As an act of atonement towards my patron saint of music, I’ve decided to assemble a collection of my favorite Debussy compositions and share them with my tiny corner of the internet. In an attempt at restraint, I gave myself a meager allocation: 20 “tracks”. This paltry allocation was built out from a prior mix I had made for my (impossibly lovely) friend Sandra which emphasized slightly lesser known or under-appreciated works. This means that many of Debussy’s “greatest hits” are not listed here. This includes Clair de Lune, the two Arabesques, and the revolutionary Prelude. These are beautiful and immortal pieces but, frankly, I assume anyone’s whose ever watched a sappy romantic comedy is already familiar with them. Of course petty obscurantism was not my intention. Both Réverie and the Girl with Flaxen Hair make an appearance. Simply trying to avoid giving a tour of the obvious.
There’s no strict logic behind the ordering of the tracks but some thematic patterns can be noticed:
We begin, appropriately enough, with two Preludes. Both demonstrate Debussy’s revolutionary vision of harmonic architecture. Debussy’s powerful chord stacking evokes images of majestic Gothic towers and his cascading melodic phrases make for ornate decorations atop every parapet.
Then a bit of footwork. The Danses pair perfectly and the Waltz and Sarabande make fine partners in triple step. Little known fact: you CAN shake it to Debussy. Ah! And what’s a dance without community? Listening to La Plus Que Lente, one cannot help but imagine Debussy and Satie enjoying a drink together at a small cafe in Monmarte. The orchestration of the Sarabande also seems a perfect tribute to the complex, but undeniable, influence Debussy had on the younger Ravel.
Bodies of Water
Next, Debussy’s beloved sea. We go on a tour of all waters: First turbulent and treacherous; later buoyant and jocular. Debussy, I think unique among composers, appreciated the beauty of waves and winds. The flux and flow of water into and upon itself. Movement without destination.
"Music is the expression of the movement of the waters, the play of curves described by changing breezes."
No tour or exploration of Debussy’s genius would be complete with at least a nod towards his exploration of the space between the conscious and subconscious. He was a master of blurring the boundaries between fantasy and reality; Debussy’s world seems so often dominated by what is felt rather than what known. Because so much of his music lives at the intersection of sensoral experience and cognition, it’s unsurprising he is often pigeon-holed as an dream-like “Impressionist” composer.
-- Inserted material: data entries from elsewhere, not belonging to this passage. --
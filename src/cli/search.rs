use super::ui;
use crate::core::{QuoteResolver, SymbolInfo};
use anyhow::Result;
use comfy_table::Cell;

const MAX_RESULTS: usize = 20;

fn display_as_table(matches: &[SymbolInfo]) -> String {
    let mut table = ui::new_styled_table();
    table.set_header(vec![ui::header_cell("Symbol"), ui::header_cell("Name")]);
    for info in matches.iter().take(MAX_RESULTS) {
        table.add_row(vec![Cell::new(&info.symbol), Cell::new(&info.name)]);
    }

    let mut output = table.to_string();
    if matches.len() > MAX_RESULTS {
        output.push_str(&format!(
            "\n{}",
            ui::style_text(
                &format!("{} more matches not shown", matches.len() - MAX_RESULTS),
                ui::StyleType::Subtle
            )
        ));
    }
    output
}

pub async fn run(resolver: &QuoteResolver, query: &str) -> Result<()> {
    let matches = resolver.search(query).await;
    if matches.is_empty() {
        println!(
            "{}",
            ui::style_text(
                &format!("No symbols match '{}'", query.trim()),
                ui::StyleType::Subtle
            )
        );
        return Ok(());
    }

    println!("{}", display_as_table(&matches));
    Ok(())
}
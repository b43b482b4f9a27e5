pub mod nse_tools;
pub mod rapid_api;
pub mod twelve_data;
pub mod util;

use std::sync::Arc;
use tracing::debug;

use crate::core::config::AppConfig;
use crate::core::error::QuoteError;
use crate::core::quote::QuoteProvider;
use nse_tools::NseToolsProvider;
use rapid_api::RapidApiProvider;
use twelve_data::TwelveDataProvider;

/// Providers in priority order: every keyed vendor that has a key, then the
/// keyless NSE tools API.
pub fn provider_chain(config: &AppConfig) -> Result<Vec<Arc<dyn QuoteProvider>>, QuoteError> {
    let settings = config.provider_settings();
    let providers = &config.providers;
    let mut chain: Vec<Arc<dyn QuoteProvider>> = Vec::new();

    if let Some(key) = providers.rapid_api.api_key.as_deref() {
        chain.push(Arc::new(RapidApiProvider::new(
            &providers.rapid_api.base_url,
            &providers.rapid_api.host,
            key,
            settings.clone(),
        )?));
    }
    if let Some(key) = providers.twelve_data.api_key.as_deref() {
        chain.push(Arc::new(TwelveDataProvider::new(
            &providers.twelve_data.base_url,
            key,
            settings.clone(),
        )?));
    }
    chain.push(Arc::new(NseToolsProvider::new(
        &providers.nse_tools.base_url,
        settings,
    )?));

    debug!(
        providers = ?chain.iter().map(|p| p.name()).collect::<Vec<_>>(),
        "Configured provider chain"
    );
    Ok(chain)
}

#[cfg(test)]
mod tests {
    use super::*;

    fn names(chain: &[Arc<dyn QuoteProvider>]) -> Vec<&'static str> {
        chain.iter().map(|p| p.name()).collect()
    }

    #[test]
    fn test_no_keys_uses_keyless_provider_only() {
        let chain = provider_chain(&AppConfig::default()).unwrap();
        assert_eq!(names(&chain), vec!["NSETOOLS"]);
    }

    #[test]
    fn test_keyed_providers_come_first() {
        let mut config = AppConfig::default();
        config.providers.twelve_data.api_key = Some("td".to_string());
        assert_eq!(names(&provider_chain(&config).unwrap()), vec!["TWELVEDATA", "NSETOOLS"]);

        config.providers.rapid_api.api_key = Some("rk".to_string());
        assert_eq!(
            names(&provider_chain(&config).unwrap()),
            vec!["RAPIDAPI", "TWELVEDATA", "NSETOOLS"]
        );
    }
}
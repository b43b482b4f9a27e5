use crate::core::config::AppConfig;
use anyhow::{Context, Result};
use std::path::Path;

/// Creates a default configuration file with example content at the default location
pub fn setup() -> Result<()> {
    let path = AppConfig::default_config_path()?;
    setup_at_path(path)
}

/// Creates a default configuration file with example content at the specified path
pub fn setup_at_path<P: AsRef<Path>>(path: P) -> Result<()> {
    let path = path.as_ref();

    if path.exists() {
        anyhow::bail!("Configuration file already exists at {}", path.display());
    }

    if let Some(parent) = path.parent() {
        std::fs::create_dir_all(parent)
            .with_context(|| format!("Failed to create directory: {}", parent.display()))?;
    }

    let default_config = include_str!("../../docs/example_config.yaml");

    std::fs::write(path, default_config)
        .with_context(|| format!("Failed to write config file to {}", path.display()))?;

    tracing::info!("Created default configuration at {}", path.display());
    Ok(())
}

#[cfg(test)]
mod tests {
    use super::*;
    use std::fs;
    use tempfile::TempDir;

    #[test]
    fn test_setup_creates_config_file() -> Result<()> {
        let temp_dir = TempDir::new()?;
        let config_path = temp_dir.path().join("nested").join("config.yaml");

        setup_at_path(&config_path)?;

        assert!(config_path.exists());
        let content = fs::read_to_string(&config_path)?;
        assert!(content.contains("# Example configuration file for valtrack"));
        assert!(content.contains("providers:"));
        assert!(content.contains("cache_validity_hours:"));

        Ok(())
    }

    #[test]
    fn test_setup_fails_if_config_exists() -> Result<()> {
        let temp_dir = TempDir::new()?;
        let config_path = temp_dir.path().join("config.yaml");
        std::fs::write(&config_path, "test")?;

        let result = setup_at_path(&config_path);
        assert!(result.is_err());
        assert!(result.unwrap_err().to_string().contains("already exists"));
        assert_eq!(fs::read_to_string(&config_path)?, "test");

        Ok(())
    }

    #[test]
    fn test_example_config_is_valid_yaml() -> Result<()> {
        let example_config = include_str!("../../docs/example_config.yaml");
        let config: AppConfig = serde_yaml::from_str(example_config)
            .context("Failed to parse example config as YAML")?;

        assert!(config.providers.rapid_api.api_key.is_none());
        assert!(config.providers.twelve_data.api_key.is_none());
        assert!(config.synthesize_fallback);
        assert_eq!(config.corrections["HDFCBANK"].pe_ratio, Some(19.5));
        assert!(config.data_path.is_none());

        Ok(())
    }
}
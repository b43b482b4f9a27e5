//! Core quote resolution and portfolio abstractions

pub mod cache;
pub mod config;
pub mod corrections;
pub mod error;
pub mod fallback;
pub mod log;
pub mod portfolio;
pub mod quote;
pub mod resolver;
pub mod symbols;

// Re-export main types for cleaner imports
pub use cache::QuoteCache;
pub use corrections::{Correction, CorrectionTable};
pub use error::QuoteError;
pub use portfolio::{Portfolio, PortfolioStats, PortfolioTracker};
pub use quote::{ProviderQuote, Quote, QuoteProvider, QuoteSource, SymbolInfo};
pub use resolver::QuoteResolver;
A quick travelogue through Debussy’s flirtacious orientalism follows. What I wouldn’t give to have been with him at the 1889 Paris Universal Exposition. To witness a genius mind processing the quixotic quarter-tone of javanese gamelan music for the first time. His was a far sighted cross cultural brilliance. From a letter to a friend:
“Do you remember the Javanese music, able to express every shade of meaning, even unmentionable shades … which make our tonic and dominant seem like ghosts, for use by naughty little children?”
At last, we end with his beginning. To understand Debussy, you must appreciate his natural tendency towards rebellion. Debussy, like Napolean, was historical revolution made manifest in a man. To continue the historical analogies, I imagine Debussy at the Conservatoire de Paris in the same way I picture Luther at Catechism. Beau Soir is one of his first works, written as a young man of twenty or so, and, like the Prelude, is a poetic adaption based on lyrics from Paul Bourget. He has already mastered the language he would come to destroy. Even in this simple parlor song, you can hear the tired boundaries of the Western tradition start to ache and sway. We close with these words:
A plea to relish the charm of life
While there is youth and the evening is fair,
For we pass away, as the wave passes:
The wave to the sea, we to the grave.